0000 Xxxxxx Xxxxxxx Xxxxx
Xxxxxxx XX 00000
Attention: President
Telephone: 713/000-0000
Facsimile: 713/896-4511
If to the Lender:
XXXX, X. X.
x/x X. X. Xxxxxxx, Xx.
0000 Xxxxxxxxxxxx Tower
0000 Xxx Xxxxxx
Xxxxxx XX 00000
Telephone: 214/000-0000
Facsimile: 214/880-7101
Any communication delivered in accordance with this Section shall be deemed
received (a), if delivered by certified mail, return receipt requested, on
the date of delivery indicated on the return receipt, (b), if delivered by
overnight delivery service, on the following Business Day, (c), if delivered
by facsimile transmission, on the date that the transmission is confirmed
telephonically or (d), if personally to an executive officer of the receiving
party, on the date of such delivery.
Section 8.04 Amendments and Waivers. This Agreement may not be
modified, amended or terminated orally and no waiver of compliance with any
provision or condition hereof and no consent provided for herein shall be
effective unless evidenced by an instrument in writing duly executed by the
party hereto sought to be charged with such waiver or consent. No course of
dealing on the part of the Lender, its officers, employees, consultants or
agents, nor any failure or delay by the Lender with respect to exercising any
right, power or privilege of the Lender under this Agreement, the Note or any
Security Instrument shall operate as a waiver thereof. No waiver of any term
or provision hereof shall be construed as a further or continuing waiver of
such term or provision or any other term or provision.
Section 8.05 Severability. If any provision of this Agreement or the
application thereof to any Person or circumstance shall be invalid or
unenforceable to any extent, the remainder of this Agreement and the
application of such provision to other persons or circumstances shall not be
affected thereby and shall be enforced to the greatest extent permitted by
law as long as the economic or legal substance of the transactions
contemplated hereby is not affected in any manner materially adverse to any
party.
Section 8.06 Survival. All covenants and agreements of the Borrower
herein, in the Note, the Warrant and in the Ancillary Documents not fully
performed before the date hereof or thereof and all representations and
warranties of the Borrower herein or therein shall survive the execution and
delivery hereof and thereof.
Section 8.07 Successors and Assigns.

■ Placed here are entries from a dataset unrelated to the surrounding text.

//! 近期变更查询：在本地 git 仓库中查看模块目录最近的提交
//!
//! `git log -n <limit> --format=%H%x1f%an%x1f%cs <branch> -- <module_path>`，取最新一条作为证据。

use std::collections::HashMap;
use std::path::PathBuf;

use async_trait::async_trait;
use chrono::NaiveDate;
use tokio::process::Command;

use crate::capabilities::ChangeLookup;
use crate::config::ChangesSection;
use crate::core::{CapabilityError, ChangeEvidence};

const FIELD_SEP: char = '\u{1f}';
const SHORT_HASH_LEN: usize = 12;

pub struct GitChangeLookup {
    repo_root: PathBuf,
    branch: String,
    commit_limit: usize,
    module_paths: HashMap<String, String>,
}

impl GitChangeLookup {
    pub fn new(repo_root: impl Into<PathBuf>) -> Self {
        Self {
            repo_root: repo_root.into(),
            branch: "main".to_string(),
            commit_limit: 5,
            module_paths: HashMap::new(),
        }
    }

    pub fn from_config(cfg: &ChangesSection) -> Self {
        Self {
            repo_root: cfg.repo_root.clone(),
            branch: cfg.branch.clone(),
            commit_limit: cfg.commit_limit.max(1),
            module_paths: cfg.module_paths.clone(),
        }
    }

    pub fn with_branch(mut self, branch: impl Into<String>) -> Self {
        self.branch = branch.into();
        self
    }

    /// 模块名到仓库路径：先精确匹配，再按小写匹配，都没有则用模块名本身
    fn module_path(&self, module: &str) -> String {
        self.module_paths
            .get(module)
            .or_else(|| self.module_paths.get(&module.to_lowercase()))
            .cloned()
            .unwrap_or_else(|| module.to_string())
    }
}

/// 解析 git log 输出；空输出表示没有近期变更
pub fn parse_git_log(stdout: &str) -> Result<ChangeEvidence, CapabilityError> {
    let Some(line) = stdout.lines().map(str::trim).find(|l| !l.is_empty()) else {
        return Ok(ChangeEvidence::none());
    };

    let mut fields = line.split(FIELD_SEP).map(str::trim);
    let hash = fields
        .next()
        .filter(|h| !h.is_empty())
        .ok_or_else(|| CapabilityError::Malformed(format!("missing commit hash: {line}")))?;
    let author = fields.next().filter(|a| !a.is_empty()).map(str::to_string);
    let commit_date = fields
        .next()
        .filter(|d| !d.is_empty())
        .map(|d| NaiveDate::parse_from_str(d, "%Y-%m-%d"))
        .transpose()
        .map_err(|e| CapabilityError::Malformed(format!("bad commit date in '{line}': {e}")))?;

    Ok(ChangeEvidence {
        found: true,
        commit_date,
        author,
        change_id: Some(hash.chars().take(SHORT_HASH_LEN).collect()),
    })
}

#[async_trait]
impl ChangeLookup for GitChangeLookup {
    async fn lookup_changes(&self, module: &str) -> Result<ChangeEvidence, CapabilityError> {
        let module = module.trim();
        if module.is_empty() {
            return Err(CapabilityError::Malformed("empty module name".to_string()));
        }
        let path = self.module_path(module);

        let output = Command::new("git")
            .arg("-C")
            .arg(&self.repo_root)
            .arg("log")
            .arg(format!("-n{}", self.commit_limit))
            .arg("--format=%H%x1f%an%x1f%cs")
            .arg(&self.branch)
            .arg("--")
            .arg(&path)
            .output()
            .await
            .map_err(|e| CapabilityError::Failed(format!("Failed to run git: {}", e)))?;

        if !output.status.success() {
            let stderr = String::from_utf8_lossy(&output.stderr);
            return Err(CapabilityError::Failed(format!(
                "Git command failed: {}",
                stderr.trim()
            )));
        }

        let evidence = parse_git_log(&String::from_utf8_lossy(&output.stdout))?;
        tracing::debug!(
            module = %module,
            path = %path,
            found = evidence.found,
            "git log inspected"
        );
        Ok(evidence)
    }
}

All of the Borrower's covenants
and agreements set forth in this Agreement, the Note and the Security
Instruments shall bind its successors and assigns and shall inure to the
benefit of the Lender and its successors and assigns; provided, however, that
the Borrower may not assign its rights or obligations under this Agreement or
any interest herein, without in each instance the Lender's prior written
consent.
Section 8.08 Renewal, Extension or Rearrangement. All provisions of
this Agreement and of the Security Instruments relating to the Note or other
Indebtedness shall apply with equal force and effect to each and all
promissory notes hereafter executed that represent, in whole or in part, a
renewal, extension for any period, increase or rearrangement of any part of
the Indebtedness originally represented by the Note or of any part of such
other Indebtedness.
Section 8.09 Cumulative Rights. The Lender's rights and remedies
under this Agreement, the Note and each Security Instrument shall be
cumulative, and the exercise or partial exercise of any such right or remedy
shall not preclude the exercise of any other right or remedy.
Section 8.10 Further Assurances. At the Borrower's sole cost and
expense, each of the Lender, the Borrower and each Subsidiary covenants and
agrees to execute any and all such further documents and instruments and to
do such further things as the Lender in its sole discretion may deem
necessary or appropriate to implement fully and carry out the intent of this
Agreement, the Note, the Warrant and the Ancillary Documents.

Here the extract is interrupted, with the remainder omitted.